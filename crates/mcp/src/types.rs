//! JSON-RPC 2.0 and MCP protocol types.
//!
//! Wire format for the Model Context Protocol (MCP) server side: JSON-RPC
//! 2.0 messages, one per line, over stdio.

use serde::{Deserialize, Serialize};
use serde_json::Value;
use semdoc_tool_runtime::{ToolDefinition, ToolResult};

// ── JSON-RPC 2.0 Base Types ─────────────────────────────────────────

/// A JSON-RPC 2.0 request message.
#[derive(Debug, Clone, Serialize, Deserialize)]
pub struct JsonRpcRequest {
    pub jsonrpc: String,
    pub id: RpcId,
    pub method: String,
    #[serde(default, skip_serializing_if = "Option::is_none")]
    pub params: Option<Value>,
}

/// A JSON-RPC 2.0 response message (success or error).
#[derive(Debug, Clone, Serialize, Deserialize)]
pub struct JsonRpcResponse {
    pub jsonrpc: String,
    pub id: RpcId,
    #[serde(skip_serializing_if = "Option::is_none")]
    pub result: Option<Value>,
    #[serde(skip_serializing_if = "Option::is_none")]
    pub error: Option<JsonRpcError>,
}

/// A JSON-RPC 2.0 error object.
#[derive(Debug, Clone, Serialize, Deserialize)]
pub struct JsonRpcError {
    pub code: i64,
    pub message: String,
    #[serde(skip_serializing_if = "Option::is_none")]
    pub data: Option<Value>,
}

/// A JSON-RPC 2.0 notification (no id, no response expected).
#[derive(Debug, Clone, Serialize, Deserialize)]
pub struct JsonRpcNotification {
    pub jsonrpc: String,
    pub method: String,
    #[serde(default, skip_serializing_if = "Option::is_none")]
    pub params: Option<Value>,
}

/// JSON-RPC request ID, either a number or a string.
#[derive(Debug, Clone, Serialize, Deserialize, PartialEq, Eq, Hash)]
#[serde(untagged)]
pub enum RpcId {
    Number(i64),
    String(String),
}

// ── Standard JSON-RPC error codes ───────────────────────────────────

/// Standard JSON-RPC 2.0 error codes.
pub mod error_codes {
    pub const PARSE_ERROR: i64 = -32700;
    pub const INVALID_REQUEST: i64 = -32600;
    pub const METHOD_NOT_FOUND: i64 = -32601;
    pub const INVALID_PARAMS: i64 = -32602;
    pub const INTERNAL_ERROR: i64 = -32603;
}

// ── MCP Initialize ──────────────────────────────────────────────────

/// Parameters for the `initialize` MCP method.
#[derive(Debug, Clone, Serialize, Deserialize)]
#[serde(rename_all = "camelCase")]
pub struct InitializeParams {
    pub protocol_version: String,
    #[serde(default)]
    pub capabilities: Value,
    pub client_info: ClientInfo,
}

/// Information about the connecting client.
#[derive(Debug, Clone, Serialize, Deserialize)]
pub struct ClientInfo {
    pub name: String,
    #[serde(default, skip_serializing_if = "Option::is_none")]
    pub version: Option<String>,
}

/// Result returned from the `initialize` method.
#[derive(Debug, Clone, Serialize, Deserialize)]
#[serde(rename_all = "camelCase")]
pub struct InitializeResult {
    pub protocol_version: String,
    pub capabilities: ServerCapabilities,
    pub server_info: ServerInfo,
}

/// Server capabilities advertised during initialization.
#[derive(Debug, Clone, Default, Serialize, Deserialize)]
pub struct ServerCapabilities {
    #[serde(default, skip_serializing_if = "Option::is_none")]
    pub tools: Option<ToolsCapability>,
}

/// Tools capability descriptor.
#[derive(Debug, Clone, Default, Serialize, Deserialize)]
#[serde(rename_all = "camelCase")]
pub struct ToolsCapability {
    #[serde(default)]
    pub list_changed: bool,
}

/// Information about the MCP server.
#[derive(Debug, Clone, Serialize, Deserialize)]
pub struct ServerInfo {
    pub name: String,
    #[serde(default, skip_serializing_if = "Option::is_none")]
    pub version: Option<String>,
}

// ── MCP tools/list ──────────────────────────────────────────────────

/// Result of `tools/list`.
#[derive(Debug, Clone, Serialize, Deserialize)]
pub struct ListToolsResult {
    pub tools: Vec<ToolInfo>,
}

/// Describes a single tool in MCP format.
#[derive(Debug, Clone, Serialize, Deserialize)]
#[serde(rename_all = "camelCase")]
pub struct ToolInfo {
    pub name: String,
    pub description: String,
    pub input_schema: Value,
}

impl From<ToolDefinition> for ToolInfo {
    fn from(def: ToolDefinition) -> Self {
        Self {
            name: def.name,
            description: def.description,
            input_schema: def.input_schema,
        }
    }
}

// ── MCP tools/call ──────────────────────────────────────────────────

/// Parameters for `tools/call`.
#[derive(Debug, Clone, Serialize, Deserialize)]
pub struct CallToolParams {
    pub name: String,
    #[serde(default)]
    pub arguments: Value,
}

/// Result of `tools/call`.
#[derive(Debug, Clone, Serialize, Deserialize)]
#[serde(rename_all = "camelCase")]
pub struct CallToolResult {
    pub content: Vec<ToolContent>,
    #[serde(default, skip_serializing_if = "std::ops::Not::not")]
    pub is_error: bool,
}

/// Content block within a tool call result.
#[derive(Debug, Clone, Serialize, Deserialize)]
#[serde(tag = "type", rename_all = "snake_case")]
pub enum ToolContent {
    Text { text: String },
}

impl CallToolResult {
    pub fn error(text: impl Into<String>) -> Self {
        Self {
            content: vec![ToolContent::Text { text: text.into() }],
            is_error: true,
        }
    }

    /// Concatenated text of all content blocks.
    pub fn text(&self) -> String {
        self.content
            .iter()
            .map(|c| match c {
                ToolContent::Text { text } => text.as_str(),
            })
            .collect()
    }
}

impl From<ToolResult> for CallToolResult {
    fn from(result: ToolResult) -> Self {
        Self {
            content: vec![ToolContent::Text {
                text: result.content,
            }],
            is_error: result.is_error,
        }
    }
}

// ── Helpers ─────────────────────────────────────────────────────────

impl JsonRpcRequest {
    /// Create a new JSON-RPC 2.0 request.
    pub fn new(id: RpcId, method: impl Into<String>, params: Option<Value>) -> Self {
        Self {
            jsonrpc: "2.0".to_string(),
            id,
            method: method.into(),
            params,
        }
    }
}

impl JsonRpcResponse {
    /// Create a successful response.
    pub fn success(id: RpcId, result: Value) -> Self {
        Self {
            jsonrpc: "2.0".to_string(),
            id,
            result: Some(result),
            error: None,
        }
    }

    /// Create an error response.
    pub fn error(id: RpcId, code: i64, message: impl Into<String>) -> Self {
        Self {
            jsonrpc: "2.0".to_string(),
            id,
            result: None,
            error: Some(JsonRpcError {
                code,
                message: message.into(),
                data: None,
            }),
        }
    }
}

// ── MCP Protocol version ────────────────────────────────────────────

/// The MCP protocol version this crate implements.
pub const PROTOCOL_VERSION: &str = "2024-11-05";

————

### Work task
Write out every line in the data that holds the string "ToolsCapability".

### Response to the exercise
    pub tools: Option<ToolsCapability>,
pub struct ToolsCapability {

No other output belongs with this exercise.